═════ DATA FOR PROCESSING ═════
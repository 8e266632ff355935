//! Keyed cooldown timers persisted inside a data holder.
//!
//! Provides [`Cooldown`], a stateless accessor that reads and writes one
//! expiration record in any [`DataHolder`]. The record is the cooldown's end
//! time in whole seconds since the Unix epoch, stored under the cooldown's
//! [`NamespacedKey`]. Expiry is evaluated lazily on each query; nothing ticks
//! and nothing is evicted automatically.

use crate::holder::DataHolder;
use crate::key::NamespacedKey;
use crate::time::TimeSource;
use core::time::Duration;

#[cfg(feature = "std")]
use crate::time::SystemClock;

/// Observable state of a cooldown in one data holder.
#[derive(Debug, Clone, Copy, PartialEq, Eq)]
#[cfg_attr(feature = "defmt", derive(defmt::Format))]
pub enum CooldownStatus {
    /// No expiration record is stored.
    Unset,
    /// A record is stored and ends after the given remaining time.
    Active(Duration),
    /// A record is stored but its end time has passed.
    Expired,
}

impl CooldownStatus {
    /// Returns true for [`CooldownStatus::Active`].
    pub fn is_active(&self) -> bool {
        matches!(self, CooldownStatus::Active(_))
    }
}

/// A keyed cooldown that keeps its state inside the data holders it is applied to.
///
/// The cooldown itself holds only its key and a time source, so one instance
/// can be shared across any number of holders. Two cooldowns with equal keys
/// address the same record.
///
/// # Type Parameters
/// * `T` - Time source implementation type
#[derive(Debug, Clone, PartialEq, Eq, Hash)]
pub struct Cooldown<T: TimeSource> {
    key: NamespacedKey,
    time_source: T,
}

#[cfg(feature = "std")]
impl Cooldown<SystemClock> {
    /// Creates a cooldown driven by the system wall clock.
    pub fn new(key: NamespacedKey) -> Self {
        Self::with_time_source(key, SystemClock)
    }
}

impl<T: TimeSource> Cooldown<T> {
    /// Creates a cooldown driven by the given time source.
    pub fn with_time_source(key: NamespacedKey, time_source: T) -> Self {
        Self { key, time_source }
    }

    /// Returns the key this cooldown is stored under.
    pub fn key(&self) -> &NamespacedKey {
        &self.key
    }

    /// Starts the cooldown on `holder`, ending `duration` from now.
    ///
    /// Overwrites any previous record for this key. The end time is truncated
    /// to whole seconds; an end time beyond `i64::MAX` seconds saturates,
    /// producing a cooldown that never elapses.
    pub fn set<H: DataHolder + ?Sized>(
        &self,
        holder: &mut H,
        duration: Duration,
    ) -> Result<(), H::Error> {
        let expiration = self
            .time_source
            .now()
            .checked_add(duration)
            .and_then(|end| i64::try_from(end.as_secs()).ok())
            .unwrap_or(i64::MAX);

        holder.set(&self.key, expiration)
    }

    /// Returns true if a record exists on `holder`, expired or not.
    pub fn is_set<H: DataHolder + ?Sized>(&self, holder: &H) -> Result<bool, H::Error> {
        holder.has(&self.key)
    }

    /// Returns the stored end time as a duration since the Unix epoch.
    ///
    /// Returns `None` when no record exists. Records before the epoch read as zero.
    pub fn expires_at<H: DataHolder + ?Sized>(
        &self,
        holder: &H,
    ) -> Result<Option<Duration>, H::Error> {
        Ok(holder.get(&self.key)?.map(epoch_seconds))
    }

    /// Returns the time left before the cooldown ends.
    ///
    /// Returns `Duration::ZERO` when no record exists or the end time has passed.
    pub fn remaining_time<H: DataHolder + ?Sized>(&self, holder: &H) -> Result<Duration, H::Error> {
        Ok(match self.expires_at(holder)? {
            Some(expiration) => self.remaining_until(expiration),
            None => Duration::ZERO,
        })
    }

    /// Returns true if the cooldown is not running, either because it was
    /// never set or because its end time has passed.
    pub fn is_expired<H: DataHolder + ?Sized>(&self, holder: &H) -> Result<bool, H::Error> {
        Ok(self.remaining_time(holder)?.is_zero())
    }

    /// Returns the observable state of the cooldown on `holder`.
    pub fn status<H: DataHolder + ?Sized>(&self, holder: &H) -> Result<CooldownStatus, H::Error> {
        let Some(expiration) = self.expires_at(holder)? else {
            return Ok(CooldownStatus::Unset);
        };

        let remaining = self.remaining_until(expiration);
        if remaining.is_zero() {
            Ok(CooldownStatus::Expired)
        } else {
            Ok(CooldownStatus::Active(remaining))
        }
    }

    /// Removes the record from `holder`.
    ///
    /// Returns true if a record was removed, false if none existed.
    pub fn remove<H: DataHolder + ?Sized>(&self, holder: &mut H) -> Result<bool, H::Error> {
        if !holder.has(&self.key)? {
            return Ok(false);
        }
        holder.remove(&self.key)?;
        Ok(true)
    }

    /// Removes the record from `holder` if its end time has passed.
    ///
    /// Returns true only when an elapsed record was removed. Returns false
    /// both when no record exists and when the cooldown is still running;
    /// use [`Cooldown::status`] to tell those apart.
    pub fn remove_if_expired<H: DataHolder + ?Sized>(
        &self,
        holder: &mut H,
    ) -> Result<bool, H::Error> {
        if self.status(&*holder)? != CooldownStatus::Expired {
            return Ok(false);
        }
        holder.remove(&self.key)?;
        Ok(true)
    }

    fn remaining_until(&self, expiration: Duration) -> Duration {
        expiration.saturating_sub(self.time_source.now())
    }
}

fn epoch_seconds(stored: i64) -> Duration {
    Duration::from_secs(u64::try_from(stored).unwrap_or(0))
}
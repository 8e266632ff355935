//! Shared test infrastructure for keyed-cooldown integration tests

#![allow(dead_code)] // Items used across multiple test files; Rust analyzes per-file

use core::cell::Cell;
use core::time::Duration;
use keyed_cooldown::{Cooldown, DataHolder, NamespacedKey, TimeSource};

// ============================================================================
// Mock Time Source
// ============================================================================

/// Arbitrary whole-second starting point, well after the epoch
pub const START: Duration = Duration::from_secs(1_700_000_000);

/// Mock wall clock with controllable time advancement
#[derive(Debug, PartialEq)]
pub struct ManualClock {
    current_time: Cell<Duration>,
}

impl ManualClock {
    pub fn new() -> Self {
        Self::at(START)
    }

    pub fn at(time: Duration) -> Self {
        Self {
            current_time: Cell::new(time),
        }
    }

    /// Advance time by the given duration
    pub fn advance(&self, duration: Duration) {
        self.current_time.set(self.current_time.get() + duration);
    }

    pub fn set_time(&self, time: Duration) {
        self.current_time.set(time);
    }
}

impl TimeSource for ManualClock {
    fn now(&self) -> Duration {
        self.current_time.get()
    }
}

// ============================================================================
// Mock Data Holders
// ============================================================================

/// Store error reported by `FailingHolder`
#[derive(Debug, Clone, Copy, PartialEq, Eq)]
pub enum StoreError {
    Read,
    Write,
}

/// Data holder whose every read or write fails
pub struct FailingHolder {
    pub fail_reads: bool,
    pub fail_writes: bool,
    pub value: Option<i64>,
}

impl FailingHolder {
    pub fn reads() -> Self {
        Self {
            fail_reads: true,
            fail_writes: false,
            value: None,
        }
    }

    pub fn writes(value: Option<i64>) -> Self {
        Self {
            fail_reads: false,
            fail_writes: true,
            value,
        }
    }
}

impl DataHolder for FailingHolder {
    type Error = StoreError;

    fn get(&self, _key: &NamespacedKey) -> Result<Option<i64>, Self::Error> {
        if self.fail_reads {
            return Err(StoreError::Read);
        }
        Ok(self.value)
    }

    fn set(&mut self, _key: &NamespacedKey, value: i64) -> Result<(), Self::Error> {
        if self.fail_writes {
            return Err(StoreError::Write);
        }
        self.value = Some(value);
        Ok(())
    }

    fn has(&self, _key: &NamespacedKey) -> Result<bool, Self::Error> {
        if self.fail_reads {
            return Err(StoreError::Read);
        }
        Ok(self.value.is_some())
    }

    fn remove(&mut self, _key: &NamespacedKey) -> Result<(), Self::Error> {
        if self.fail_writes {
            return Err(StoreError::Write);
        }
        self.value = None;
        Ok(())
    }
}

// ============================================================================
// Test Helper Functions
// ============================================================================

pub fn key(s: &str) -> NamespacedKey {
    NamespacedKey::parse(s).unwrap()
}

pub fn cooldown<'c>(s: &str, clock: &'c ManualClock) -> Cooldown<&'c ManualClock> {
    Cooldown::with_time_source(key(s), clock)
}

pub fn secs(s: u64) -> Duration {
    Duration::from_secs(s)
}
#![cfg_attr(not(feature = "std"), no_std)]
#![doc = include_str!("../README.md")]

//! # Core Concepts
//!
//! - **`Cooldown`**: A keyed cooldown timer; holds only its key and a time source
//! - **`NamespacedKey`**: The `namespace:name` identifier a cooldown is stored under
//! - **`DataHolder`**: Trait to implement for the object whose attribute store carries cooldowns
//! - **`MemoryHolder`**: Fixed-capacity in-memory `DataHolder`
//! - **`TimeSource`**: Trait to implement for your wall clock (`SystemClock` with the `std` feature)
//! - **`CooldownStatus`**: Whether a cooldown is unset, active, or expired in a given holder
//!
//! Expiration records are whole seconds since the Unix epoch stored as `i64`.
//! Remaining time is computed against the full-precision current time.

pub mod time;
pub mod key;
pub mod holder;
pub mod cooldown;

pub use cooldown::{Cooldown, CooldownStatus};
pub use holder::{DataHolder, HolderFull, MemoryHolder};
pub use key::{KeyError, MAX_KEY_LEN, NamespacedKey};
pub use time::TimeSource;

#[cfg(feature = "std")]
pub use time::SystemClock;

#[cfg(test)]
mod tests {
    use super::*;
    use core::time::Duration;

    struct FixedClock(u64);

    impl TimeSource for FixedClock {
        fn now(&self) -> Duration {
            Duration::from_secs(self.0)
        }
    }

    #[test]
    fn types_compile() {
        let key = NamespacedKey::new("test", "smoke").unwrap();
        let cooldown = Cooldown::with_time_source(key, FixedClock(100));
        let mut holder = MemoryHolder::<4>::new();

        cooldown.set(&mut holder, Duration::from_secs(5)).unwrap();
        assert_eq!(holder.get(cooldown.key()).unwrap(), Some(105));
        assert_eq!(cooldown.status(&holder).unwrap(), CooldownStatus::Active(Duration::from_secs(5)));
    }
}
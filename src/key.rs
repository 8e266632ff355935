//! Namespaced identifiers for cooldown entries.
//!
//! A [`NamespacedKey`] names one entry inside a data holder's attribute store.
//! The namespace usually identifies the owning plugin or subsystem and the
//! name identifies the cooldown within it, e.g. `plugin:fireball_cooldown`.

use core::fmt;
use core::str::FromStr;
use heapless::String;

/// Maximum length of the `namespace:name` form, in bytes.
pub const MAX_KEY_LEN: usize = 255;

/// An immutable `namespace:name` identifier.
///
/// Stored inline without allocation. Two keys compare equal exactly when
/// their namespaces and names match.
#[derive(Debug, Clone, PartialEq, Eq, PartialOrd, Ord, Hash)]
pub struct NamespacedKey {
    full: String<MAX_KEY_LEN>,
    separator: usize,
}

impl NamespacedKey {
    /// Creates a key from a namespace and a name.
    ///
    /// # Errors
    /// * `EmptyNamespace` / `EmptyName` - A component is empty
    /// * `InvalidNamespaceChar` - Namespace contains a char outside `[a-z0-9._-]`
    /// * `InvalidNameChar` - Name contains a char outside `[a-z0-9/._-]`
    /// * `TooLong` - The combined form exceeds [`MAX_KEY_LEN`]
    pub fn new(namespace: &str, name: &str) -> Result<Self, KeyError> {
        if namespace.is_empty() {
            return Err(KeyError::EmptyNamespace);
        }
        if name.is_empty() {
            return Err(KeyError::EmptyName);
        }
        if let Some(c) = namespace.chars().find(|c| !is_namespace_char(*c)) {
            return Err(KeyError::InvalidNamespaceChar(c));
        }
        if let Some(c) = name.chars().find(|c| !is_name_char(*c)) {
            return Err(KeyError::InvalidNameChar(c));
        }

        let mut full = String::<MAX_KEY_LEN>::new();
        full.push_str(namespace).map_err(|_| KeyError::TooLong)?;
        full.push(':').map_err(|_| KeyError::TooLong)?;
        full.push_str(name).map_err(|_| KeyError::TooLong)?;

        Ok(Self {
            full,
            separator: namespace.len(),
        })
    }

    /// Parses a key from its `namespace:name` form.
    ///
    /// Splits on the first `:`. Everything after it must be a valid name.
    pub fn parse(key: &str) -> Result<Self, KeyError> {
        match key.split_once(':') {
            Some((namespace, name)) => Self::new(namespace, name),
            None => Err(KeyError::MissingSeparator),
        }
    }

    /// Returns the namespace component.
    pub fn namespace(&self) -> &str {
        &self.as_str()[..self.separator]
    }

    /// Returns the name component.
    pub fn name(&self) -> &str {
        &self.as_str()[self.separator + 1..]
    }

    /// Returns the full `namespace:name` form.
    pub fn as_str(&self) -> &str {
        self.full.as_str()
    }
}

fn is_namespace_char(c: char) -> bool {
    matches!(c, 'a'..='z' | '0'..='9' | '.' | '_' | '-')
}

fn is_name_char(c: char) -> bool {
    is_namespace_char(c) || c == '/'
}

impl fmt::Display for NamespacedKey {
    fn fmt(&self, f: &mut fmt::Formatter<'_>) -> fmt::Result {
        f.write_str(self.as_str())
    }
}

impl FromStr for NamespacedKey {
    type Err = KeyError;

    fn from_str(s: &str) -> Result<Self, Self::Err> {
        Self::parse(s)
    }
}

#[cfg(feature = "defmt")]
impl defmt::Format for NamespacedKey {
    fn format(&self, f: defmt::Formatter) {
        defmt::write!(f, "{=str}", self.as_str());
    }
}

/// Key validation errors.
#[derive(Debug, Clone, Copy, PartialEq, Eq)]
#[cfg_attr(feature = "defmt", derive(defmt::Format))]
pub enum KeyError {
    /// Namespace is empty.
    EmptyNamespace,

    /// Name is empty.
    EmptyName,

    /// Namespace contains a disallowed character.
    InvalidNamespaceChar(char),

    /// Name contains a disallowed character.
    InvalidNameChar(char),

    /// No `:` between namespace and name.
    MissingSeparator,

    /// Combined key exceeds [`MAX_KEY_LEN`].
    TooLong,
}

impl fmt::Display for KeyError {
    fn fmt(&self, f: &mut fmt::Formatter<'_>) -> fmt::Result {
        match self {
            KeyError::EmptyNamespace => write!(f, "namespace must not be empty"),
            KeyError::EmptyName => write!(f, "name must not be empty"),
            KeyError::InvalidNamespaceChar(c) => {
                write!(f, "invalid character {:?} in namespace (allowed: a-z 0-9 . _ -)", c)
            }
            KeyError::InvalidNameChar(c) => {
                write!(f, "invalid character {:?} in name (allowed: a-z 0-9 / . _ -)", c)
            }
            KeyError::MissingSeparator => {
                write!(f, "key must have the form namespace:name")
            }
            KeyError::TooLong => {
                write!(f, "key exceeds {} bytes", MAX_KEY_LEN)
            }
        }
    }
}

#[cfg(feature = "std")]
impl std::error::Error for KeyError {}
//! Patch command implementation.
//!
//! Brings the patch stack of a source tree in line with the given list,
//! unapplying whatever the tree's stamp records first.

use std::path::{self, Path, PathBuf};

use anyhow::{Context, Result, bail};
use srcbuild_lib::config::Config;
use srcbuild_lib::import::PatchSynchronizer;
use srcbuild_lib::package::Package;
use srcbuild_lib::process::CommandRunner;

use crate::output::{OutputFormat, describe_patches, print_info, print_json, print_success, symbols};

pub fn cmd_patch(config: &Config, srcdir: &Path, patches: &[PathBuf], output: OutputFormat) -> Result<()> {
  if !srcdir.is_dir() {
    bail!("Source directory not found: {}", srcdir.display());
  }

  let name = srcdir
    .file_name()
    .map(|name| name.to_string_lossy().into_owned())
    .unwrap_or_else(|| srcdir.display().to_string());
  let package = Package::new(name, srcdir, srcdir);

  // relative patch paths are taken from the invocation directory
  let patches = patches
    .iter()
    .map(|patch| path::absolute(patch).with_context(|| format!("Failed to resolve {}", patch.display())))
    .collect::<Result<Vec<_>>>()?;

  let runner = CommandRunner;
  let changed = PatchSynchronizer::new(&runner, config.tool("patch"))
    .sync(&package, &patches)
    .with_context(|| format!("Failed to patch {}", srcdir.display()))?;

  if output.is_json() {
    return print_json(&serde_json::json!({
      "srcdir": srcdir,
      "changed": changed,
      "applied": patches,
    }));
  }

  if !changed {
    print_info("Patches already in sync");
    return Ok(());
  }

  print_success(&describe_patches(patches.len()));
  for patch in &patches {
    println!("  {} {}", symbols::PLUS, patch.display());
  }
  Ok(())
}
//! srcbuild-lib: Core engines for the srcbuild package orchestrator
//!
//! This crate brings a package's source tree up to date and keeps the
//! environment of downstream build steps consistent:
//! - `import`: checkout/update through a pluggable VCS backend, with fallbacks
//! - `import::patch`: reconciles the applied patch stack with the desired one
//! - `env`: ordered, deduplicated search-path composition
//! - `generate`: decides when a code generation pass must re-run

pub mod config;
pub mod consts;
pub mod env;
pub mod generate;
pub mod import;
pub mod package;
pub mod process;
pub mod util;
═════
YOUR ASSIGNMENT: Show each line of the material that includes the word "keeps".

OUTPUT OF THE TASK:
/// A keyed cooldown that keeps its state inside the data holders it is applied to.
//! This crate brings a package's source tree up to date and keeps the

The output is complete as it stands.